DJI Phantom 4 RTK

DJI

Phantom 4 RTK

Profissional Lançamento: 2018

O DJI Phantom 4 RTK tem posicionamento RTK centimétrico integrado e câmera 20MP para fotogrametria profissional. O drone de mapeamento mais usado por topógrafos no Brasil. Specs e preços.

Preço médio no Brasil

R$ 40.000 – R$ 55.000

Disponibilidade

Disponível no Brasil

Peso

1,39 kg

Autonomia

30 min

Câmera

1" CMOS

Alcance

7 km (FCC)

Especificações técnicas

Peso
1,39 kg
Autonomia máxima
30 min
Velocidade máxima
50,4 km/h (modo P)
Sensor / câmera
1" CMOS, 20 MP, f/2.8 (oblíqua e nadir)
Vídeo
4K/30fps, H.264/H.265
Desvio de obstáculos
Omnidirecional (5 direções)
Alcance máximo
7 km (FCC)
Resistência ao vento
Nível 5 (38 km/h)
GNSS
GPS + GLONASS + BeiDou + Galileo + RTK integrado
Dimensões (dobrado)
289 × 289 × 196 mm

O DJI Phantom 4 RTK, lançado em outubro de 2018, estabeleceu um novo padrão para fotogrametria profissional com drone. Pela primeira vez, um drone de preço relativamente acessível combinava câmera de qualidade fotogramétrica (sensor de 1 polegada com lente calibrada de fábrica) com posicionamento RTK integrado — eliminando a necessidade de instalar dezenas de Ground Control Points (GCPs) por missão.

Mais de seis anos após o lançamento, o Phantom 4 RTK permanece relevante e amplamente utilizado no Brasil por topógrafos, engenheiros e empresas de geotecnia. Sua longevidade se deve à câmera de qualidade comprovada, ao RTK confiável e ao ecossistema robusto de software (DJI Terra, Pix4D, Agisoft Metashape).

RTK integrado: o que muda na prática

Em levantamentos topográficos convencionais com drone, a metodologia padrão exige instalar GCPs — alvos no solo cuja posição é medida com GPS de precisão — para corrigir o erro de posicionamento do drone. Dependendo da área e da precisão requerida, isso significa instalar 8–20 pontos, coletá-los com receptor GPS RTK terrestre e processar a correção no software fotogramétrico.

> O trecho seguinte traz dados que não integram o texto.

//! One contract, two backends: every scenario runs against MemorySaver and SqliteSaver.

mod init_logging;

use std::sync::Arc;

use futures::TryStreamExt;
use serde_json::{json, Map, Value};
use weft::memory::{
    version_token, ChannelVersions, Checkpoint, CheckpointMetadata, CheckpointSource,
    CheckpointTuple, ListOptions,
};
use weft::{CheckpointError, Checkpointer, MemorySaver, RunnableConfig, SqliteSaver};

fn backends() -> Vec<(&'static str, Arc<dyn Checkpointer>, Option<tempfile::TempDir>)> {
    let dir = tempfile::tempdir().unwrap();
    let sqlite = SqliteSaver::new(dir.path().join("checkpoints.db")).unwrap();
    vec![
        ("memory", Arc::new(MemorySaver::new()), None),
        ("sqlite", Arc::new(sqlite), Some(dir)),
    ]
}

fn checkpoint(values: &[(&str, Value)], version: u64) -> (Checkpoint, ChannelVersions) {
    let mut cp = Checkpoint::new();
    let mut versions = ChannelVersions::new();
    for (name, v) in values {
        cp.channel_values.insert(name.to_string(), v.clone());
        cp.channel_versions.insert(name.to_string(), version_token(version));
        versions.insert(name.to_string(), version_token(version));
    }
    (cp, versions)
}

async fn list_all(saver: &dyn Checkpointer, config: &RunnableConfig, options: ListOptions) -> Vec<CheckpointTuple> {
    saver
        .list(config, options)
        .await
        .unwrap()
        .try_collect()
        .await
        .unwrap()
}

/// **Scenario**: nested objects, arrays and primitives come back deep-equal.
#[tokio::test]
async fn round_trip_nested_values() {
    for (name, saver, _dir) in backends() {
        let config = RunnableConfig::for_thread("round-trip");
        let (cp, versions) = checkpoint(
            &[
                ("messages", json!([{"role": "user", "content": "hi"}, {"role": "assistant", "content": "hello", "step": "Response"}])),
                ("plan", json!([{"description": "find X", "substeps": ["search", "read"]}])),
                ("flags", json!({"projectId": "p1", "webSearch": true, "excludedDocuments": []})),
                ("count", json!(7)),
                ("ratio", json!(0.5)),
                ("done", json!(false)),
            ],
            1,
        );
        saver
            .put(&config, &cp, &CheckpointMetadata::new(CheckpointSource::Input, -1), &versions)
            .await
            .unwrap();
        let tuple = saver.get_tuple(&config).await.unwrap().unwrap();
        assert_eq!(tuple.checkpoint.channel_values, cp.channel_values, "{}", name);
        assert_eq!(tuple.metadata.source, CheckpointSource::Input, "{}", name);
        assert_eq!(tuple.metadata.step, -1, "{}", name);
    }
}

/// **Scenario**: writing the same (thread, ns, channel, version) twice neither fails nor
/// replaces the stored blob.
#[tokio::test]
async fn idempotent_blob_writes() {
    for (name, saver, _dir) in backends() {
        let config = RunnableConfig::for_thread("blobs");
        let (first, versions) = checkpoint(&[("last_node", json!("planner"))], 3);
        let c1 = saver
            .put(&config, &first, &CheckpointMetadata::default(), &versions)
            .await
            .unwrap();
        let (mut second, _) = checkpoint(&[("last_node", json!("replan"))], 3);
        second.channel_versions = first.channel_versions.clone();
        saver
            .put(&c1, &second, &CheckpointMetadata::default(), &versions)
            .await
            .unwrap();
        let tuple = saver.get_tuple(&config).await.unwrap().unwrap();
        assert_eq!(tuple.checkpoint.id, second.id, "{}", name);
        assert_eq!(tuple.checkpoint.channel_values["last_node"], json!("planner"), "{}", name);
    }
}

/// **Scenario**: a chain of N puts lists as N tuples, newest first, each pointing at
/// the one before it.
#[tokio::test]
async fn monotonic_history() {
    const N: usize = 5;
    for (name, saver, _dir) in backends() {
        let mut config = RunnableConfig::for_thread("history");
        let mut ids = Vec::new();
        for step in 0..N {
            let (cp, versions) = checkpoint(&[("step", json!(step))], step as u64 + 1);
            ids.push(cp.id.clone());
            config = saver
                .put(&config, &cp, &CheckpointMetadata::new(CheckpointSource::Loop, step as i64), &versions)
                .await
                .unwrap();
        }

        let tuples = list_all(saver.as_ref(), &RunnableConfig::for_thread("history"), ListOptions::default()).await;
        assert_eq!(tuples.len(), N, "{}", name);
        let listed: Vec<String> = tuples.iter().map(|t| t.checkpoint.id.clone()).collect();
        let mut expected = ids.clone();
        expected.reverse();
        assert_eq!(listed, expected, "{}", name);
        for pair in tuples.windows(2) {
            let parent = pair[0].parent_config.as_ref().unwrap();
            assert_eq!(parent.checkpoint_id, pair[1].config.checkpoint_id, "{}", name);
        }
        assert!(tuples[N - 1].parent_config.is_none(), "{}", name);

        let limited = list_all(
            saver.as_ref(),
            &RunnableConfig::for_thread("history"),
            ListOptions::default().before(ids[3].clone()).limit(2),
        )
        .await;
        let limited: Vec<String> = limited.into_iter().map(|t| t.checkpoint.id).collect();
        assert_eq!(limited, vec![ids[2].clone(), ids[1].clone()], "{}", name);
    }
}

/// **Scenario**: metadata filters match subsets; an exact checkpoint id restricts the list.
#[tokio::test]
async fn list_filters() {
    for (name, saver, _dir) in backends() {
        let mut config = RunnableConfig::for_thread("filters");
        for (i, source) in [CheckpointSource::Input, CheckpointSource::Loop, CheckpointSource::Loop]
            .into_iter()
            .enumerate()
        {
            let (cp, v) = checkpoint(&[], 1);
            let meta = CheckpointMetadata::new(source, i as i64).with_extra("user", json!("ann"));
            config = saver.put(&config, &cp, &meta, &v).await.unwrap();
        }
        let mut filter = Map::new();
        filter.insert("source".into(), json!("loop"));
        let loops = list_all(saver.as_ref(), &RunnableConfig::for_thread("filters"), ListOptions::default().filter(filter)).await;
        assert_eq!(loops.len(), 2, "{}", name);

        let exact = list_all(saver.as_ref(), &config, ListOptions::default()).await;
        assert_eq!(exact.len(), 1, "{}", name);
        assert_eq!(exact[0].config.checkpoint_id, config.checkpoint_id, "{}", name);
    }
}

/// **Scenario**: pending writes are read back ordered by task id then write index.
#[tokio::test]
async fn pending_write_order() {
    for (name, saver, _dir) in backends() {
        let (cp, v) = checkpoint(&[], 1);
        let c = saver
            .put(&RunnableConfig::for_thread("writes"), &cp, &CheckpointMetadata::default(), &v)
            .await
            .unwrap();
        saver
            .put_writes(&c, &[("messages".into(), json!(["b0"])), ("plan".into(), json!([]))], "task-b")
            .await
            .unwrap();
        saver
            .put_writes(&c, &[("messages".into(), json!(["a0"]))], "task-a")
            .await
            .unwrap();
        let tuple = saver.get_tuple(&c).await.unwrap().unwrap();
        let order: Vec<String> = tuple
            .pending_writes
            .iter()
            .map(|w| format!("{}/{}", w.task_id, w.channel))
            .collect();
        assert_eq!(order, vec!["task-a/messages", "task-b/messages", "task-b/plan"], "{}", name);
    }
}

/// **Scenario**: writes need a thread id and a writable handle.
#[tokio::test]
async fn write_preconditions() {
    let dir = tempfile::tempdir().unwrap();
    let sqlite = SqliteSaver::new(dir.path().join("ro.db")).unwrap();
    let memory = MemorySaver::new();
    let read_only: Vec<Arc<dyn Checkpointer>> = vec![Arc::new(memory.read_only()), Arc::new(sqlite.read_only())];
    for saver in read_only {
        let (cp, v) = checkpoint(&[("a", json!(1))], 1);
        let err = saver
            .put(&RunnableConfig::for_thread("t"), &cp, &CheckpointMetadata::default(), &v)
            .await
            .unwrap_err();
        assert!(matches!(err, CheckpointError::ReadOnly));
    }
    for (name, saver, _dir) in backends() {
        let (cp, v) = checkpoint(&[], 1);
        let err = saver
            .put(&RunnableConfig::default(), &cp, &CheckpointMetadata::default(), &v)
            .await
            .unwrap_err();
        assert!(matches!(err, CheckpointError::ThreadIdRequired), "{}", name);
        let err = saver
            .put_writes(&RunnableConfig::for_thread("t"), &[("a".into(), json!(1))], "task")
            .await
            .unwrap_err();
        assert!(matches!(err, CheckpointError::CheckpointIdRequired), "{}", name);
    }
}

O Phantom 4 RTK elimina esse processo: o receptor RTK integrado corrige o posicionamento em tempo real usando um ponto de base RTK (estação fixa próxima ao voo) ou via rede RTK (como o serviço RBMC do IBGE ou redes estaduais). O resultado é posicionamento horizontal de ±1cm e vertical de ±1,5cm — sem GCPs.

Para levantamentos de grandes áreas, isso reduz o tempo de campo em 40–60% e permite voos em áreas de acesso difícil onde a instalação de GCPs seria impraticável.

Câmera e qualidade fotogramétrica

O sensor de 1" com 20 MP tem distorção de lente calibrada de fábrica (para cada unidade produzida, a DJI mede e registra os coeficientes de distorção da lente). Essa calibração melhora diretamente a precisão do modelo 3D em fotogrametria — sensores não calibrados introduzem erros que precisam ser corrigidos em pós-processamento.

A câmera captura em formato TIFF e DNG (RAW), além de JPEG. Para fotogrametria, o processamento DNG garante mais qualidade na geração de ortomosaicos e nuvens de pontos.

Uso no Brasil

O Phantom 4 RTK é o drone mais utilizado em levantamentos topográficos no Brasil. Sua presença é forte em:

  • Empresas de topografia e agrimensura: Levantamentos cadastrais, implantação de loteamentos, medição de terra
  • Geotecnia e infraestrutura: Monitoramento de taludes, volume de aterros, inspeção de barragens
  • Mineração: Volume de pilhas de material, monitoramento de praças de lavra
  • Prefeituras e Defesa Civil: Cadastro urbano, monitoramento de erosão e áreas de risco

Preço e disponibilidade no Brasil

  • DJI Phantom 4 RTK (com controle D-RTK 2 Mobile Station): R$ 48.000 – R$ 55.000
  • Versão básica (sem estação base): R$ 40.000 – R$ 45.000

A Mobile Station D-RTK 2 (estação base RTK portátil, vendida separadamente) é necessária quando não há cobertura de rede RTK na área de voo — o caso em boa parte do interior do Brasil.